На улице показалась женщина. Ее полная грудь вздымалась в такт ее шагам. Ее черные волосы были собраны в пучок на затылке. Она не оглядывалась, не смотрела по сторонам, шла бесцельно, почти вслепую. Пройдя мимо стоявших у открытой двери ребят, женщина завернула за угол и скрылась из вида.
– Видел, кто это была? – прошептал Кух.
– Эта женщина?
– Да, – кивнул Кух. – Мать Альфи.
– Что? – Он посмотрел за угол, пытаясь отыскать глазами женщину. Но ее уже не было.

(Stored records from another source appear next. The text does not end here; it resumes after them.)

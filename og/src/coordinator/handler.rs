//! Event handler module registered with the broker

use std::sync::{Arc, PoisonError, RwLock};

use serde::Serialize;
use serde_json::Value;
use tokio::sync::broadcast;
use tracing::{debug, info};

use super::payload::Detection;
use super::registry::TrackedKindRegistry;
use crate::device::{EventHandler, MicroEvent};

/// A detection attributed to a tracked kind
#[derive(Debug, Clone, PartialEq, Serialize)]
pub struct KindDetection {
    pub kind: String,
    pub index: usize,
    pub detection: Detection,
    pub message: Value,
}

/// Receives micro-events for tracked kinds on the bus's delivery task
pub struct KindEventHandler {
    method: String,
    kinds: Arc<RwLock<TrackedKindRegistry>>,
    detections: broadcast::Sender<KindDetection>,
}

impl KindEventHandler {
    pub fn new(
        method: impl Into<String>,
        kinds: Arc<RwLock<TrackedKindRegistry>>,
        detections: broadcast::Sender<KindDetection>,
    ) -> Self {
        Self {
            method: method.into(),
            kinds,
            detections,
        }
    }

    pub fn method(&self) -> &str {
        &self.method
    }

    pub fn subscribe(&self) -> broadcast::Receiver<KindDetection> {
        self.detections.subscribe()
    }

    /// Decode and publish one event; None for unknown keys or bad payloads
    pub fn handle(&self, key: &str, value: &[Value], message: &Value) -> Option<KindDetection> {
        debug!(%key, ?value, "KindEventHandler::handle: called");
        let index = {
            let kinds = self.kinds.read().unwrap_or_else(PoisonError::into_inner);
            kinds.position(key)
        };
        let Some(index) = index else {
            debug!(%key, "Dropping event for untracked key");
            return None;
        };

        let detection = match Detection::decode(value) {
            Ok(detection) => detection,
            Err(e) => {
                debug!(%key, error = %e, "Dropping malformed payload");
                return None;
            }
        };

        match &detection {
            Detection::Lost => info!(kind = %key, "Object lost"),
            Detection::Brief { .. } => {
                info!(kind = %key, label = ?detection.label_text(), "Object detected")
            }
            Detection::Full {
                object_id, centroid, ..
            } => info!(kind = %key, ?object_id, ?centroid, label = ?detection.label_text(), "Object detected"),
        }

        let found = KindDetection {
            kind: key.to_string(),
            index,
            detection,
            message: message.clone(),
        };
        // No local subscribers is fine
        let _ = self.detections.send(found.clone());
        Some(found)
    }
}

impl EventHandler for KindEventHandler {
    fn on_event(&self, method: &str, event: MicroEvent) {
        if method != self.method {
            debug!(%method, expected = %self.method, "Ignoring call to unknown handler method");
            return;
        }
        self.handle(&event.key, &event.value, &event.message);
    }
}
//! Local device configuration

use serde::{Deserialize, Serialize};
use tracing::{debug, warn};

use super::bus::DEFAULT_QUEUE_CAPACITY;

/// Settings for the in-process device
#[derive(Debug, Clone, PartialEq, Serialize, Deserialize)]
pub struct LocalDeviceConfig {
    /// Every Nth frame reports a full detection instead of a brief one
    #[serde(rename = "full-report-every", default = "default_full_report_every")]
    pub full_report_every: u64,

    /// Maximum centroid drift per frame, in pixels
    #[serde(rename = "tick-jitter", default = "default_tick_jitter")]
    pub tick_jitter: f32,

    /// Event bus delivery queue size
    #[serde(rename = "queue-capacity", default = "default_queue_capacity")]
    pub queue_capacity: usize,
}

fn default_full_report_every() -> u64 {
    debug!("default_full_report_every: called");
    5
}

fn default_tick_jitter() -> f32 {
    debug!("default_tick_jitter: called");
    4.0
}

fn default_queue_capacity() -> usize {
    debug!("default_queue_capacity: called");
    DEFAULT_QUEUE_CAPACITY
}

impl Default for LocalDeviceConfig {
    fn default() -> Self {
        debug!("LocalDeviceConfig::default: called");
        Self {
            full_report_every: 5,
            tick_jitter: 4.0,
            queue_capacity: DEFAULT_QUEUE_CAPACITY,
        }
    }
}

impl LocalDeviceConfig {
    /// Drift bound actually applied per frame
    ///
    /// Non-finite values fall back to the default.
    pub fn jitter(&self) -> f32 {
        if self.tick_jitter.is_finite() {
            self.tick_jitter.abs()
        } else {
            warn!(tick_jitter = %self.tick_jitter, "Ignoring non-finite tick-jitter");
            default_tick_jitter()
        }
    }
}
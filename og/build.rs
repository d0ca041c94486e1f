use std::process::Command;

fn main() {
    let describe = Command::new("git")
        .args(["describe", "--tags", "--always", "--dirty"])
        .output()
        .ok()
        .filter(|output| output.status.success())
        .and_then(|output| String::from_utf8(output.stdout).ok())
        .map(|s| s.trim().to_string())
        .filter(|s| !s.is_empty())
        .unwrap_or_else(|| std::env::var("CARGO_PKG_VERSION").unwrap_or_else(|_| "unknown".to_string()));

    println!("cargo:rustc-env=GIT_DESCRIBE={}", describe);
    println!("cargo:rerun-if-changed=../.git/HEAD");
    println!("cargo:rerun-if-changed=../.git/refs");
}
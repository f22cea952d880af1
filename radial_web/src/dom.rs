// Copyright 2026 the Radial Dots Authors
// SPDX-License-Identifier: Apache-2.0 OR MIT

//! DOM adapters for the [`radial_core::module`] traits.

use alloc::format;
use alloc::string::String;

use radial_core::module::{ContainerLookup, HtmlSurface, InputSource};
use wasm_bindgen::JsCast as _;
use web_sys::{Document, Element, HtmlInputElement, HtmlSelectElement, HtmlTextAreaElement};

/// Looks up containers in a `Document`.
#[derive(Clone, Debug)]
pub struct DomDocument {
    document: Document,
}

impl DomDocument {
    /// Wraps `document`.
    #[must_use]
    pub fn new(document: Document) -> Self {
        Self { document }
    }
}

impl ContainerLookup for DomDocument {
    type Container = DomContainer;

    fn element_by_id(&self, id: &str) -> Option<DomContainer> {
        self.document.get_element_by_id(id).map(DomContainer::new)
    }
}

/// An element the UI module renders into.
#[derive(Clone, Debug)]
pub struct DomContainer {
    element: Element,
}

impl DomContainer {
    /// Wraps `element`.
    #[must_use]
    pub fn new(element: Element) -> Self {
        Self { element }
    }

    /// Returns the wrapped element.
    #[must_use]
    pub fn element(&self) -> &Element {
        &self.element
    }
}

impl HtmlSurface for DomContainer {
    fn set_inner_html(&self, html: &str) {
        self.element.set_inner_html(html);
    }

    fn set_region_html(&self, region_id: &str, html: &str) -> bool {
        // Region ids are plain identifiers, so `#id` is a valid selector.
        match self.element.query_selector(&format!("#{region_id}")) {
            Ok(Some(region)) => {
                region.set_inner_html(html);
                true
            }
            _ => false,
        }
    }

    fn set_control_values(&self, attributes: &[(&str, &str)], value: &str) -> usize {
        let mut selector = String::from("input");
        for (name, attr_value) in attributes {
            selector.push_str(&format!("[{name}=\"{attr_value}\"]"));
        }
        let Ok(controls) = self.element.query_selector_all(&selector) else {
            return 0;
        };
        let focused = self
            .element
            .owner_document()
            .and_then(|document| document.active_element());

        let mut updated = 0;
        for i in 0..controls.length() {
            let Some(input) = controls
                .item(i)
                .and_then(|node| node.dyn_into::<HtmlInputElement>().ok())
            else {
                continue;
            };
            if focused.as_ref().is_some_and(|el| el == input.unchecked_ref::<Element>()) {
                continue;
            }
            input.set_value(value);
            updated += 1;
        }
        updated
    }
}

/// The target of an `input` event.
#[derive(Clone, Debug)]
pub struct ElementInput {
    element: Element,
}

impl ElementInput {
    /// Wraps `element`.
    #[must_use]
    pub fn new(element: Element) -> Self {
        Self { element }
    }
}

impl InputSource for ElementInput {
    fn attribute(&self, name: &str) -> Option<String> {
        self.element.get_attribute(name)
    }

    fn value(&self) -> Option<String> {
        let el = &self.element;
        if let Some(input) = el.dyn_ref::<HtmlInputElement>() {
            Some(input.value())
        } else if let Some(area) = el.dyn_ref::<HtmlTextAreaElement>() {
            Some(area.value())
        } else {
            el.dyn_ref::<HtmlSelectElement>().map(HtmlSelectElement::value)
        }
    }
}
impl<M: UiModule> InputDispatcher<M> {
    /// Creates an unmounted dispatcher.
    #[must_use]
    pub fn new(config: DispatchConfig) -> Self {
        Self {
            config,
            state: Lifecycle::Unmounted,
            sequence: 0,
        }
    }

    /// Returns the dispatcher configuration.
    #[must_use]
    pub fn config(&self) -> &DispatchConfig {
        &self.config
    }

    /// Returns `true` once a module has been attached.
    #[must_use]
    pub fn is_mounted(&self) -> bool {
        matches!(self.state, Lifecycle::Mounted(_))
    }

    /// Returns the mounted module, if any.
    #[must_use]
    pub fn mounted(&self) -> Option<&Mounted<M>> {
        match &self.state {
            Lifecycle::Mounted(mounted) => Some(mounted),
            Lifecycle::Unmounted => None,
        }
    }

    /// Returns the number of events passed to [`dispatch`](Self::dispatch).
    #[must_use]
    pub fn events_seen(&self) -> u64 {
        self.sequence
    }

    /// Moves the dispatcher into the mounted state.
    ///
    /// Fails if a module is already attached; the existing handle is never
    /// replaced.
    pub fn attach(&mut self, mounted: Mounted<M>) -> Result<(), AlreadyMounted> {
        if self.is_mounted() {
            return Err(AlreadyMounted);
        }
        self.state = Lifecycle::Mounted(mounted);
        Ok(())
    }

    /// Handles one `input` event fired on `target`.
    pub fn dispatch(
        &mut self,
        target: &impl InputSource,
        tracer: &mut Tracer<'_>,
    ) -> DispatchOutcome {
        let sequence = self.sequence;
        self.sequence += 1;

        let ignore = |tracer: &mut Tracer<'_>, reason: IgnoreReason, element_id: Option<&str>| {
            tracer.input_ignored(&InputIgnoredEvent {
                sequence,
                reason,
                element_id,
            });
            DispatchOutcome::Ignored(reason)
        };

        let Some(element_id) = target.attribute(self.config.id_attribute) else {
            return ignore(tracer, IgnoreReason::MissingId, None);
        };
        if !element_id.starts_with(self.config.managed_prefix) {
            return ignore(tracer, IgnoreReason::Unmanaged, Some(&element_id));
        }
        let Lifecycle::Mounted(mounted) = &mut self.state else {
            return ignore(tracer, IgnoreReason::NotMounted, Some(&element_id));
        };
        let Some(field) = target.attribute(self.config.field_attribute) else {
            return ignore(tracer, IgnoreReason::MissingField, Some(&element_id));
        };

        let parsed = target
            .value()
            .ok_or(ValueError::Missing)
            .and_then(|text| parse_value(&text));
        let value = match (parsed, self.config.invalid_number) {
            (Ok(value), _) => value,
            (Err(_), InvalidNumber::PassThrough) => f64::NAN,
            (Err(error), InvalidNumber::Reject) => {
                tracer.value_rejected(&ValueRejectedEvent {
                    sequence,
                    element_id: &element_id,
                    field: &field,
                    error,
                });
                return DispatchOutcome::Rejected(error);
            }
        };

        let changed = mounted
            .module
            .update(&mut mounted.handle, &element_id, &field, value);
        tracer.update(&UpdateEvent {
            sequence,
            element_id: &element_id,
            field: &field,
            value,
            changed,
        });
        if !changed {
            return DispatchOutcome::Unchanged;
        }

        mounted.module.rerender(&mounted.container, &mounted.handle);
        tracer.rerender(&RerenderEvent { sequence });
        DispatchOutcome::Rerendered
    }
}
// Copyright 2026 the Radial Dots Authors
// SPDX-License-Identifier: Apache-2.0 OR MIT

//! Asynchronous load, initialization, and mount of the UI module.
//!
//! [`bootstrap`] runs once per page:
//!
//! 1. Await [`ModuleLoader::load`] (the only suspension point).
//! 2. Call [`UiModule::init`] to create the application handle.
//! 3. Look up the container by [`BootConfig::container_id`].
//! 4. Call [`UiModule::mount`] for the initial render.
//!
//! A failure at step 1 or 3 is traced once and returned; the page is left
//! untouched and nothing is retried.

use core::fmt;

use crate::config::BootConfig;
use crate::dispatch::Mounted;
use crate::module::{ContainerLookup, UiModule};
use crate::trace::{BootFailedEvent, BootStage, MountedEvent, Tracer};

/// Resolves the UI module.
///
/// On the web this is where the page waits for the document to be ready;
/// in tests it is usually an immediately ready future.
pub trait ModuleLoader {
    /// The module produced on success.
    type Module: UiModule;
    /// The failure reported on error.
    type Error: fmt::Display;

    /// Starts resolving the module.
    fn load(self) -> impl Future<Output = Result<Self::Module, Self::Error>>;
}

/// A loader for a module that is already available.
///
/// Native hosts and tests use this; it never fails and never suspends.
#[derive(Clone, Debug, Default)]
pub struct Immediate<M>(pub M);

impl<M: UiModule> ModuleLoader for Immediate<M> {
    type Module = M;
    type Error = core::convert::Infallible;

    async fn load(self) -> Result<M, Self::Error> {
        Ok(self.0)
    }
}

/// Errors from [`bootstrap`].
#[derive(Clone, Debug, PartialEq, Eq)]
pub enum BootError<E> {
    /// The module could not be resolved.
    Load(E),
    /// No element has the configured container id.
    ContainerNotFound(&'static str),
}

impl<E: fmt::Display> fmt::Display for BootError<E> {
    fn fmt(&self, f: &mut fmt::Formatter<'_>) -> fmt::Result {
        match self {
            Self::Load(err) => write!(f, "failed to load UI module: {err}"),
            Self::ContainerNotFound(id) => write!(f, "no element with id `{id}`"),
        }
    }
}

impl<E: core::error::Error + 'static> core::error::Error for BootError<E> {
    fn source(&self) -> Option<&(dyn core::error::Error + 'static)> {
        match self {
            Self::Load(err) => Some(err),
            Self::ContainerNotFound(_) => None,
        }
    }
}

/// Loads the module, creates its handle, and mounts it into the container.
///
/// The returned [`Mounted`] is meant to be handed to
/// [`InputDispatcher::attach`](crate::dispatch::InputDispatcher::attach).
pub async fn bootstrap<L, D>(
    loader: L,
    document: &D,
    config: &BootConfig,
    tracer: &mut Tracer<'_>,
) -> Result<Mounted<L::Module>, BootError<L::Error>>
where
    L: ModuleLoader,
    D: ContainerLookup<Container = <L::Module as UiModule>::Container>,
{
    let module = match loader.load().await {
        Ok(module) => module,
        Err(err) => {
            let err = BootError::Load(err);
            tracer.boot_failed(&BootFailedEvent {
                stage: BootStage::Load,
                error: &err,
            });
            return Err(err);
        }
    };
    tracer.module_loaded();

    let handle = module.init();

    let Some(container) = document.element_by_id(config.container_id) else {
        let err = BootError::ContainerNotFound(config.container_id);
        tracer.boot_failed(&BootFailedEvent {
            stage: BootStage::Container,
            error: &err,
        });
        return Err(err);
    };

    module.mount(&container, &handle);
    tracer.mounted(&MountedEvent {
        container_id: config.container_id,
    });

    Ok(Mounted::new(module, handle, container))
}

// ---------------------------------------------------------------------------
// Tests
// ---------------------------------------------------------------------------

– Мать Альфредо Гомеса, – повторил Кух. – А ведь она торопилась. Зип, как ты думаешь, он рассказал ей?
– Мне наплевать, рассказал он или нет.
– Я хотел сказать... эта пожилая женщина... мне кажется, он рассказал ей...
– Допустим, что рассказал. Разве это может помочь ему?
– Ты знаешь этих женщин. Она как будто взволнована. Она как будто...
– Только не наложи в штаны. Немного выдержки, договорились? Ты такой же, как мой старик. Он говорит так, как будто сенатор. Всегда рассказывает мне о Пуэрто-Рико. Кого интересует этот чертов остров? Я родился здесь, в этом городе. Я настоящий американец. Он уже надоел мне с этими рассказами о том, какой большой шишкой был в Сан-Хуане. Ты думаешь, что он там делал? Я узнал это от своего дяди. Как ты думаешь, чем он занимался?
– Чем?
– Чинил велосипеды, чтобы не умереть с голоду. Вот что он называл настоящим делом. Настоящая болтовня, вот что это. И никакой выдержки.
– У меня есть выдержка...
– Ну, разумеется. Мать Альфи вышла на прогулку, а ты уже задрожал, как осиновый лист. Знаешь, кем ты будешь, когда вырастешь?
– Кем?
– Парнем, который чинит велосипеды.
– Ну-ну, продолжай. Я...
– Или парнем, который чистит обувь.
– За всю свою жизнь я еще ни разу не почистил ни одной пары обуви, – гордо произнес Кух. – Я даже не чищу свою собственную обувь!
– Именно поэтому ты выглядишь, как самый настоящий грязнуля, – произнес Зип и резко повернулся. Кто-то приближался к кафе.